ドイツ国際平和村共同基金は、ドイツ国際平和村の活動を長期的に安定したものにすることを目的として2001年に設立され、カンボジアにおける基礎健康診療所建設等の現地プロジェクトや援助飛行の際のチャーター機代などの費用が、この基金の使用途になっています。

2021年は、カンボジアでの39軒目の基礎健康診療所建設、幼稚園プロジェクトとサーカスプロジェクトを支援しました。

ドイツ国際平和村・平和教育部門:

平和教育部門でも、2020年に続き、2021年もコロナ・パンデミックの影響を大きく受けました。

ファミリー・生涯学習講座の各種セミナーは、2021年は予定していた1615セミナー時間のうち、456時間しか開催できませんでしたが、48のプログラムに合計586名が参加しました。ドイツ国際平和村・平和教育部門の開催する「出会いの場」におけるプログラムには、衛生環境を整えた上で11のグループが参加し、対面での活動紹介を開催できました。その他、19グループはオンラインによるセミナーへ参加しました。その際、「出会いの場」における平和教育プログラムの基礎コンセプトを「その場にいなくても」伝えられるという方法を導入しました。

2021年2月から、Dinslaken市にあるVoswinkelshof博物館でドイツ国際平和村の活動や歴史の展示会「Menschlichkeit grenzenlos (er)leben(境界線なきヒューマニズムへの招待)」が長期開催されました。また、2021年6月にはドイツ国際平和村教育部門初の新聞が発行され、人々が平和について考えるきっかけとなりました。

2021年8月6日、オーバーハウゼン市における広島長崎原爆被害者追悼式へ参加しています。

日本からの支援:

ドイツ国際平和村と日本との繋がりは、90年代中ばに始まり、今も続いています。コロナ・パンデミックが続く現在も、テレビ「ウルルン滞在記」をきっかけにドイツ国際平和村の活動が知られるようになった日本からご寄付が届いています。ただ、2021年は、コロナ・パンデミックによる規制のため、ドイツ入りした住み込みボランティアの数は減少しています。入国規制が厳しい状況下でも、数名が渡独し、活動に参加しました。

 

2021年、日本全般を担当する部署では、引き続きオンラインでの活動を続け、活動説明会を定期的に行いました。講演会は、ドイツ国際平和村大使の東ちづるさんや日本の支援サークルの皆さん、大学や小中学校の皆さん、旅行会社や元ボランティアスタッフたちとの協力のもと行うことができました。

2021年は元ボランティアスタッフの発案で、あけび書房出版「平和村で働いた ドイツで出会った世界の子どもたち」を発行することができました。
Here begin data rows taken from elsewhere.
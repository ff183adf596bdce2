//! Tabspace: tab workspace core for an AI browser shell.
//!
//! Console demo: builds a workspace, arranges it, filters it and dispatches
//! a few shortcuts. The UI host talks to the `tabspace-rpc` binary instead.

use tabspace::app::App;
use tabspace::managers::tab_store::{NoJitter, TabStoreTrait};
use tabspace::services::settings_engine::SettingsEngine;
use tabspace::types::tab::{meta_keys, MetadataPatch};
use tabspace::types::view::{FilterBy, LayoutStrategy};

fn main() {
    println!();
    println!("╔══════════════════════════════════════════════════════════════╗");
    println!("║              Tabspace v{} — Demo Mode                ║", env!("CARGO_PKG_VERSION"));
    println!("╚══════════════════════════════════════════════════════════════╝");
    println!();

    let mut app = App::with_parts(SettingsEngine::new(None), Box::new(NoJitter));

    demo_tabs(&mut app);
    demo_layouts(&mut app);
    demo_projection(&mut app);
    demo_shortcuts(&mut app);

    println!("═══════════════════════════════════════════════════════════════");
    println!("  ✅ Workspace demo finished with {} tabs", app.tab_store.tab_count());
    println!("═══════════════════════════════════════════════════════════════");
}

fn section(name: &str) {
    println!("───────────────────────────────────────────────────────────────");
    println!("  📦 {}", name);
    println!("───────────────────────────────────────────────────────────────");
}

fn demo_tabs(app: &mut App) {
    section("Tab Store");
    for url in [
        "https://github.com/rust-lang/rust",
        "https://www.youtube.com/watch?v=demo",
        "https://en.wikipedia.org/wiki/Bubble",
        "https://www.amazon.com/cart",
        "about:blank",
    ] {
        let tab = app.tab_store.create_tab(Some(url));
        println!(
            "  + {:<24} at ({:>5.1}, {:>5.1})  [{}]",
            tab.title,
            tab.position.x,
            tab.position.y,
            app.category_of(&tab)
        );
    }
    let first = app.tab_store.list()[0].id.clone();
    app.tab_store
        .update_metadata(&first, MetadataPatch::new().set(meta_keys::BOOKMARKED, true));
    println!("  Active: {:?}", app.tab_store.active().map(|t| t.title.as_str()));
    println!();
}

fn demo_layouts(app: &mut App) {
    section("Layout Strategies");
    for strategy in [
        LayoutStrategy::Grid,
        LayoutStrategy::Circle,
        LayoutStrategy::Spiral,
        LayoutStrategy::CategoryClusters,
    ] {
        let placements = app.apply_layout(strategy);
        let first = placements.first().map(|p| p.position);
        println!("  {:?}: {} tabs, first at {:?}", strategy, placements.len(), first);
    }
    println!();
}

fn demo_projection(app: &mut App) {
    section("View Projector");
    app.set_search_term("wiki");
    println!("  search 'wiki' → {} visible", app.project().visible_tabs.len());
    app.set_search_term("");
    app.set_filter(FilterBy::Bookmarked);
    println!("  bookmarked → {} visible", app.project().visible_tabs.len());
    app.set_filter(FilterBy::All);
    for group in app.project().groups {
        println!("  group {:<14} {} tab(s)", group.category.label(), group.tab_ids.len());
    }
    println!();
}

fn demo_shortcuts(app: &mut App) {
    section("Shortcuts");
    for keys in ["Ctrl+T", "Ctrl+1", "Ctrl+Shift+M", "Ctrl+W", "Ctrl+Q"] {
        match app.handle_shortcut(keys) {
            Some(outcome) => println!("  {:<14} → {:?} (applied: {})", keys, outcome.command, outcome.applied),
            None => println!("  {:<14} → unbound", keys),
        }
    }
    println!();
}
売り上げの一部がドイツ国際平和村の寄付となります。

2002年以降、『通販生活』を発行しているカタログハウス社からも多大な支援が届いています。カタログ雑誌『通販生活』の中で、定期的にドイツ国際平和村のことを紹介する記事を掲載してくれていますが、2021年も変わらず掲載しています。
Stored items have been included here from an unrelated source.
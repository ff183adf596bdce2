//! Tabspace: the tab workspace core of an AI browser shell.
//!
//! Owns open tabs and their bubble positions, derives the filtered and
//! grouped view the renderer draws, and relays AI work to a REST backend.
//! This library crate exposes all modules for use by the binaries and integration tests.

pub mod app;
pub mod managers;
pub mod platform;
pub mod rpc_handler;
pub mod services;
pub mod types;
2021年も引き続き、支援サークルの皆さんが主体となり、ドイツ国際平和村写真展を日本各地で展示することができました。また、それぞれの支援サークルの活動もオンラインや対面を利用し、2021年も継続して活動していただいています。

2021年12月30日、NHK BS1スペシャルにおいてドイツ国際平和村のドキュメンタリー番組が放映されした。

資金に関して:

ドイツ国際平和村は、2021年も寄付金標章を受け取ることができました。この標章は、寄付金が正しく使用されているかを監査している機関である「Deutschen Zentralinstituts für soziale Fragen(DZI)」から取得するものです。Siegel(寄付金標章)は、寄付金で成り立っている団体の透明性と信用性を表す指標となっています。今回の標章取得にあたって2019年の収支表が監査されました。
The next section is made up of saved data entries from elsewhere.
// Tabspace services
// Stateless workspace logic (geometry, classification, projection, layout),
// address bar handling, settings persistence and the backend client.

pub mod address_resolver;
pub mod backend_client;
pub mod classifier;
pub mod geometry;
pub mod layout;
pub mod settings_engine;
pub mod view_projector;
2021年、一般寄付項目にあたる寄付は、6,3%減少しました。2020年に比べて28万ユーロの減少です。過料の項目でも約3万ユーロの減少がみられました。オンライン寄付も2020年に比べ、18%減少しました。

例年同様、2022年5月の会員総会後に、2021年の収支表とその報告について、ホームページ(ドイツ語)に報告する予定です。

最後に:
紛争や危機的状況にある子どもたちへの援助活動は、多くの方々の連帯と協力によって可能です。2021年、援助活動の重要性が多くの方々によって意識されていることをあらためて認識することができました。人々からの連帯と協力によって、現状に合った形で、そして必要な場合に新たな手段をとって活動を続けていくことができました。このコロナ危機を乗り越えるために、様々な形でドイツ国際平和村にご支援、ご協力をいただいた全ての皆様に心より感謝申し上げます。2022年も、多くの方々から引き続きご支援いただけることを願っています。

ドイツ国際平和村の支援は、多くの国で必要とされています。2022年も現地で支援を待っている子どもたちへ確実に援助を届けられるように活動を続けていきます。